LD: Everyone has a few transactions that stand out in the careers. What is one deal thus far in your career that stands out to you and what is the significance to that deal?
SL: Not to dodge the question, but there has not been one specific transaction that stands out as the most significant. I will say that the first few we did to break into the student housing space were meaningful because that opened up the floodgates to a whole new asset class that has been very good to us over the past five years. To that end, we do have an $85M student housing portfolio we are marketing right now that will be memorable if we are able to get it done.
LD: What advice have you received that has been instrumental in your success?
SL: My favorite kind of advice is from fellow entrepreneurs who have taken similar risks in starting their own company and everything that goes into making it a success. I admire and respect those who don’t rely on the safe and easy route and who are willing to take a few steps backwards initially in order to take several forward. I do a good amount of networking, both personally and professionally, and I always find myself most drawn to the wisdom of those who have failed many times prior to succeeding. A certain tenacity is required to be an entrepreneur and I am naturally attracted to those who are willing to accept the risks in exchange for all of the rewards that come along with owning your own business.
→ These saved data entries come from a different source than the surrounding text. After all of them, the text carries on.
impl PageAnalyzer {
    pub fn new(stabilization: Duration) -> Self {
        Self { stabilization }
    }

    /// Capture the current page context. `force_fresh` bypasses the cache
    /// lookup; the fresh result is still written back to the cache.
    pub async fn analyze(
        &self,
        driver: &dyn PageDriver,
        cache: &mut UiCache,
        force_fresh: bool,
    ) -> PageAnalysis {
        // Let dynamic content settle before snapshotting.
        tokio::time::sleep(self.stabilization).await;

        let value = match driver.evaluate(SNAPSHOT_SCRIPT).await {
            Ok(value) => value,
            Err(err) => {
                warn!("failed to capture page context: {err}");
                return self.error_analysis(driver, &err.to_string()).await;
            }
        };

        let raw: RawSnapshot = match serde_json::from_value(value) {
            Ok(raw) => raw,
            Err(err) => {
                warn!("page snapshot did not match expected shape: {err}");
                return self.error_analysis(driver, &err.to_string()).await;
            }
        };

        let hash = content_hash(&raw.body_text);
        if !force_fresh {
            if let Some(cached) = cache.get(&raw.url, &hash) {
                debug!("serving cached analysis for {}", cached.url);
                return cached;
            }
        }

        let analysis = build_analysis(&raw);
        cache.set(&raw.url, &hash, analysis.clone());
        analysis
    }

    /// Minimal analysis for a page that could not be inspected. Never
    /// cached: the caller may still act, and the next analysis retries.
    async fn error_analysis(&self, driver: &dyn PageDriver, error: &str) -> PageAnalysis {
        let url = driver.current_url().await.unwrap_or_default();
        PageAnalysis {
            url: UiCache::normalize_url(&url),
            ui_text: format!("Error: page analysis failed: {error}"),
            ..PageAnalysis::default()
        }
    }
}
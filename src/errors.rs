//! Error taxonomy for the agent core.
//!
//! Handlers inside the executor report failures as data (`ActionResult`);
//! these enums cover the layers that do propagate: the browser driver, the
//! planner, and the agent state machine itself.

use thiserror::Error;

use crate::fsm::AgentState;

/// Failures raised by the page-control layer.
#[derive(Debug, Error)]
pub enum DriverError {
    #[error("timed out after {timeout_ms}ms waiting for '{what}'")]
    Timeout { what: String, timeout_ms: u64 },
    #[error("navigation to '{url}' failed: {reason}")]
    Navigation { url: String, reason: String },
    #[error("browser protocol error: {0}")]
    Protocol(String),
    #[error("failed to launch browser: {0}")]
    Launch(String),
    #[error("page script evaluation failed: {0}")]
    Evaluate(String),
}

/// Failures raised by the planner oracle.
#[derive(Debug, Error)]
pub enum PlanError {
    #[error("planner endpoint unreachable: {0}")]
    Http(#[from] reqwest::Error),
    #[error("planner returned malformed output: {0}")]
    Parse(String),
    #[error("plan failed validation: {0}")]
    Validation(String),
    #[error("planner gave no usable plan after {attempts} attempts")]
    Exhausted { attempts: u32 },
}

/// Top-level agent failures surfaced to the CLI.
#[derive(Debug, Error)]
pub enum AgentError {
    #[error("invalid state transition: {from} -> {to}")]
    InvalidTransition { from: AgentState, to: AgentState },
    #[error("planning failed: {0}")]
    Planning(#[from] PlanError),
    #[error("step {step} failed: {message}")]
    StepFailed { step: usize, message: String },
    #[error("recovery exhausted after {attempts} attempts: {last_error}")]
    RecoveryExhausted { attempts: u32, last_error: String },
    #[error("plan rejected by operator")]
    Cancelled,
}

pub type AgentResult<T> = Result<T, AgentError>;
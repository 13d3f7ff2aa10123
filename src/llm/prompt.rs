//! Prompt assembly for the planner oracle.
//!
//! Two modes: initial planning and recovery. Both carry the original goal
//! verbatim; recovery additionally carries the failure, the progress so
//! far, and a keyword-derived list of work that still looks outstanding.

use crate::actions::ActionStatus;

use super::ErrorContext;

const SYSTEM_PROMPT: &str = r##"You are an expert browser automation planner. You turn a user goal plus a structured page analysis into an ordered JSON array of actions.

## PRINCIPLES
1. UI-DRIVEN: the page analysis lists the ACTUAL inputs, buttons, and selectors on the page. Prefer them over invented selectors.
2. GOAL-ORIENTED: always produce a plan that completes the user's original goal, especially when recovering from an error.
3. COMPLETE PLANS: emit ALL remaining steps needed to finish the task, never just a fix for the immediate problem.
4. ROBUST: insert a wait on a result container before any extract or find_best step.

## AVAILABLE ACTIONS
- {"action": "navigate", "url": "https://example.com"}
- {"action": "type", "selector": "CSS", "text": "value", "press_enter": true}
- {"action": "click", "selector": "CSS"}
- {"action": "scroll", "direction": "down", "amount": 3}
- {"action": "wait", "selector": "CSS", "timeout": 15}
- {"action": "extract", "strategy": "auto", "top_n": 5}
- {"action": "find_best", "criteria": "cheapest"}
- {"action": "add_to_cart"}
- {"action": "auto_login"}
- {"action": "human_pause", "message": "Complete CAPTCHA/payment"}
- {"action": "screenshot"}

Use ONLY these actions. Anything else is rejected. "timeout" is in seconds.

## SELECTOR RECOMMENDATIONS
The page analysis ends with recommended selectors for the search input, the submit button, and result containers. They were measured from the live page; use them first.

## RECOVERY
When the prompt includes a failed action, you must:
1. Fix the immediate problem using selectors from the fresh page analysis.
2. Continue with every remaining step until the original goal is complete.

## OUTPUT FORMAT
Return ONLY a JSON array of action objects. No prose, no markdown fences.

## EXAMPLE (initial search)
Goal: "Search for Python tutorials on DuckDuckGo" with input [name="q"]:
[
  {"action": "navigate", "url": "https://duckduckgo.com"},
  {"action": "wait", "selector": "input[name='q']", "timeout": 10},
  {"action": "type", "selector": "input[name='q']", "text": "Python tutorials", "press_enter": true},
  {"action": "wait", "selector": "article", "timeout": 15},
  {"action": "extract", "strategy": "auto", "top_n": 5}
]

## EXAMPLE (recovery completing a purchase)
Goal: "Buy cheapest wireless mouse", failed click on a stale button, fresh page shows #add-to-cart-button:
[
  {"action": "wait", "selector": "#add-to-cart-button", "timeout": 10},
  {"action": "add_to_cart"},
  {"action": "wait", "selector": "[href*='cart']", "timeout": 10},
  {"action": "click", "selector": "[href*='cart']"},
  {"action": "human_pause", "message": "Please complete login and payment"}
]"##;

pub fn system_prompt() -> &'static str {
    SYSTEM_PROMPT
}

pub fn planning_prompt(goal: &str, ui_summary: &str) -> String {
    format!(
        "## PLANNING MODE\n\
         \n\
         USER GOAL: {goal}\n\
         \n\
         CURRENT PAGE ANALYSIS:\n{ui_summary}\n\
         \n\
         Generate a complete action plan to accomplish: \"{goal}\"\n\
         Start with a navigate step if the current page is not useful, use \
         exact selectors from the page analysis, and include wait steps \
         before interacting with dynamic content.\n\
         \n\
         Return the complete plan as a JSON array:"
    )
}

pub fn recovery_prompt(goal: &str, ui_summary: &str, ctx: &ErrorContext) -> String {
    let failed_action = ctx
        .failed_action
        .as_ref()
        .and_then(|action| serde_json::to_string_pretty(action).ok())
        .unwrap_or_else(|| "(unknown)".to_string());

    format!(
        "## RECOVERY MODE - COMPLETE THE ORIGINAL GOAL\n\
         \n\
         ORIGINAL USER GOAL: {goal}\n\
         \n\
         You MUST generate a plan that completes the entire original goal, \
         not just a fix for the error.\n\
         \n\
         WHAT FAILED:\n\
         - Failed action: {failed_action}\n\
         - Error: {error}\n\
         - Current URL: {url}\n\
         \n\
         PROGRESS SO FAR ({step_count} steps attempted):\n{progress}\n\
         \n\
         CURRENT PAGE ANALYSIS (use these selectors!):\n{ui_summary}\n\
         \n\
         WHAT STILL NEEDS TO BE DONE:\n{outstanding}\n\
         \n\
         Analyze the current page, fix the immediate problem with correct \
         selectors, then continue with ALL remaining steps to complete: \
         \"{goal}\"\n\
         \n\
         Return the complete recovery plan as a JSON array:",
        error = ctx.error_message,
        url = ctx.current_url,
        step_count = ctx.executed_steps.len(),
        progress = summarize_progress(ctx),
        outstanding = outstanding_tasks(goal, ctx),
    )
}

/// Last five attempted steps, one line each.
fn summarize_progress(ctx: &ErrorContext) -> String {
    if ctx.executed_steps.is_empty() {
        return "Nothing completed yet".to_string();
    }
    let total = ctx.executed_steps.len();
    ctx.executed_steps
        .iter()
        .enumerate()
        .skip(total.saturating_sub(5))
        .map(|(idx, step)| {
            let mark = match step.result.status {
                ActionStatus::Success => "ok",
                ActionStatus::Failed => "FAILED",
            };
            format!("- step {}: {} ({mark})", idx + 1, step.action.kind())
        })
        .collect::<Vec<_>>()
        .join("\n")
}

/// Keyword heuristic over the goal: which canonical sub-tasks have not
/// produced a successful step yet.
fn outstanding_tasks(goal: &str, ctx: &ErrorContext) -> String {
    let goal_lower = goal.to_lowercase();
    let done: Vec<&str> = ctx
        .executed_steps
        .iter()
        .filter(|step| step.result.is_success())
        .map(|step| step.action.kind())
        .collect();
    let did = |kind: &str| done.contains(&kind);

    let mut remaining = Vec::new();
    if goal_lower.contains("search") || goal_lower.contains("find") {
        if !did("navigate") {
            remaining.push("- Navigate to the search site");
        }
        if !did("type") {
            remaining.push("- Enter the search query");
        }
        if !did("extract") && !did("find_best") {
            remaining.push("- Extract and review the results");
        }
    }
    if goal_lower.contains("buy")
        || goal_lower.contains("purchase")
        || goal_lower.contains("add to cart")
    {
        if !did("find_best") {
            remaining.push("- Find and open the product to buy");
        }
        if !did("add_to_cart") {
            remaining.push("- Add the product to the cart");
        }
        if !did("human_pause") {
            remaining.push("- Pause for checkout completion");
        }
    }
    if (goal_lower.contains("cheapest") || goal_lower.contains("best"))
        && !did("extract")
        && !did("find_best")
    {
        remaining.push("- Compare items and select the best one");
    }

    if remaining.is_empty() {
        "Goal appears complete - verify and finalize if needed".to_string()
    } else {
        remaining.join("\n")
    }
}
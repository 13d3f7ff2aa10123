//! Shared test doubles: a scripted page driver and a scripted planner.

use std::collections::{HashMap, HashSet, VecDeque};
use std::path::Path;
use std::sync::Mutex;
use std::time::Duration;

use async_trait::async_trait;
use serde_json::{json, Value};

use taskpilot::actions::{Action, Plan};
use taskpilot::browser::{PageDriver, SelectorState};
use taskpilot::errors::{DriverError, PlanError};
use taskpilot::llm::{ErrorContext, Planner};

/// One synthetic page: the snapshot the analyzer script would report, the
/// selectors considered present, and the extraction batch result pages
/// respond with.
#[derive(Debug, Clone, Default)]
pub struct FakePage {
    pub title: String,
    pub body_text: String,
    pub selectors: HashSet<String>,
    pub extraction: Option<Value>,
    pub snapshot_extras: Value,
}

impl FakePage {
    pub fn new(title: &str, body_text: &str) -> Self {
        Self {
            title: title.to_string(),
            body_text: body_text.to_string(),
            ..Self::default()
        }
    }

    pub fn with_selectors(mut self, selectors: &[&str]) -> Self {
        self.selectors = selectors.iter().map(|s| s.to_string()).collect();
        self
    }

    pub fn with_extraction(mut self, extraction: Value) -> Self {
        self.extraction = Some(extraction);
        self
    }

    /// Extra top-level fields merged into the snapshot (inputs, buttons...).
    pub fn with_snapshot_extras(mut self, extras: Value) -> Self {
        self.snapshot_extras = extras;
        self
    }

    fn snapshot(&self, url: &str) -> Value {
        let mut snapshot = json!({
            "title": self.title,
            "url": url,
            "bodyText": self.body_text,
        });
        if let (Some(base), Some(extras)) =
            (snapshot.as_object_mut(), self.snapshot_extras.as_object())
        {
            for (key, value) in extras {
                base.insert(key.clone(), value.clone());
            }
        }
        snapshot
    }
}

/// Deterministic [`PageDriver`] over a set of [`FakePage`]s keyed by URL.
/// Selector waits resolve immediately; absent selectors time out at once.
pub struct FakeDriver {
    pages: HashMap<String, FakePage>,
    current: Mutex<String>,
    pub navigations: Mutex<Vec<String>>,
}

impl FakeDriver {
    pub fn new(start_url: &str, pages: Vec<(&str, FakePage)>) -> Self {
        Self {
            pages: pages
                .into_iter()
                .map(|(url, page)| (url.to_string(), page))
                .collect(),
            current: Mutex::new(start_url.to_string()),
            navigations: Mutex::new(Vec::new()),
        }
    }

    fn current_page(&self) -> FakePage {
        let url = self.current.lock().unwrap().clone();
        self.pages.get(&url).cloned().unwrap_or_default()
    }
}

#[async_trait]
impl PageDriver for FakeDriver {
    async fn goto(&self, url: &str, _timeout: Duration) -> Result<(), DriverError> {
        self.navigations.lock().unwrap().push(url.to_string());
        *self.current.lock().unwrap() = url.to_string();
        Ok(())
    }

    async fn wait_for_selector(
        &self,
        selector: &str,
        _state: SelectorState,
        timeout: Duration,
    ) -> Result<(), DriverError> {
        if self.current_page().selectors.contains(selector) {
            Ok(())
        } else {
            Err(DriverError::Timeout {
                what: format!("selector '{selector}'"),
                timeout_ms: timeout.as_millis() as u64,
            })
        }
    }

    async fn fill(&self, selector: &str, _text: &str) -> Result<(), DriverError> {
        if self.current_page().selectors.contains(selector) {
            Ok(())
        } else {
            Err(DriverError::Protocol(format!("no element for {selector}")))
        }
    }

    async fn click(&self, selector: &str) -> Result<(), DriverError> {
        if self.current_page().selectors.contains(selector) {
            Ok(())
        } else {
            Err(DriverError::Protocol(format!("no element for {selector}")))
        }
    }

    async fn press(&self, selector: &str, _key: &str) -> Result<(), DriverError> {
        if self.current_page().selectors.contains(selector) {
            Ok(())
        } else {
            Err(DriverError::Protocol(format!("no element for {selector}")))
        }
    }

    async fn evaluate(&self, script: &str) -> Result<Value, DriverError> {
        let page = self.current_page();
        if script.contains("bodyText") {
            let url = self.current.lock().unwrap().clone();
            return Ok(page.snapshot(&url));
        }
        if script.contains("const matched") {
            return Ok(page
                .extraction
                .unwrap_or_else(|| json!({ "count": 0, "items": [] })));
        }
        if script.contains("innerText.length") {
            return Ok(json!(page.body_text.len()));
        }
        if script.contains("readyState") {
            return Ok(json!(true));
        }
        if script.contains("Add to Cart") {
            return Ok(json!(false));
        }
        if script.contains("scrollBy") {
            return Ok(Value::Null);
        }
        Ok(Value::Null)
    }

    async fn screenshot(&self, _path: &Path, _full_page: bool) -> Result<(), DriverError> {
        Ok(())
    }

    async fn current_url(&self) -> Result<String, DriverError> {
        Ok(self.current.lock().unwrap().clone())
    }

    async fn content(&self) -> Result<String, DriverError> {
        Ok(self.current_page().body_text)
    }
}

/// What the scripted planner saw on each call.
#[derive(Debug, Clone)]
pub struct PlannerCall {
    pub goal: String,
    pub ui_summary: String,
    pub error_message: Option<String>,
    pub failed_action: Option<Action>,
}

/// Planner that replays a queue of canned plans and records every request.
/// When the queue runs dry it keeps replaying the last plan.
pub struct ScriptedPlanner {
    plans: Mutex<VecDeque<Plan>>,
    last: Mutex<Option<Plan>>,
    pub calls: Mutex<Vec<PlannerCall>>,
}

impl ScriptedPlanner {
    pub fn new(plans: Vec<Plan>) -> Self {
        Self {
            plans: Mutex::new(plans.into_iter().collect()),
            last: Mutex::new(None),
            calls: Mutex::new(Vec::new()),
        }
    }

    pub fn calls(&self) -> Vec<PlannerCall> {
        self.calls.lock().unwrap().clone()
    }
}

#[async_trait]
impl Planner for ScriptedPlanner {
    async fn plan(
        &self,
        goal: &str,
        ui_summary: &str,
        error_context: Option<&ErrorContext>,
    ) -> Result<Plan, PlanError> {
        self.calls.lock().unwrap().push(PlannerCall {
            goal: goal.to_string(),
            ui_summary: ui_summary.to_string(),
            error_message: error_context.map(|ctx| ctx.error_message.clone()),
            failed_action: error_context.and_then(|ctx| ctx.failed_action.clone()),
        });

        let next = self.plans.lock().unwrap().pop_front();
        match next {
            Some(plan) => {
                *self.last.lock().unwrap() = Some(plan.clone());
                Ok(plan)
            }
            None => self
                .last
                .lock()
                .unwrap()
                .clone()
                .ok_or(PlanError::Exhausted { attempts: 0 }),
        }
    }
}

/// Plan builder shorthand for tests.
pub fn plan_of(actions: Vec<Action>) -> Plan {
    Plan::from_actions(actions).expect("non-empty test plan")
}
If you have put everything on the line in order to try and create something successful, I want to hear about the good and the bad that you have learned about along the way. The three partners at Triad – Shaun, Ryan and myself – talk about this all of the time as it is a constant work in progress.
LD: What advice would you give a young Sean Lyons right out of college?
SL: Whatever it is that you do, put yourself in a position where you are in complete control of your own outcomes and make sure there are no layers standing in between where you are now and where you ultimately want to be. I have learned to subscribe to a very simple philosophy that I apply to both my personal and professional life: Only concern yourself with the outcomes that you can influence or control in some way. This is true for my family and for my business. All the rest of the noise that is outside that scope is a distraction and it goes in a separate bucket that I can give some attention to later if I want. Following this simple philosophy has helped me remain focused on the things that are important while not spending a lot of time or wasted effort on the bullshit. It would have been helpful to have adopted this thought process earlier in my career, but then again, that is all part of the journey…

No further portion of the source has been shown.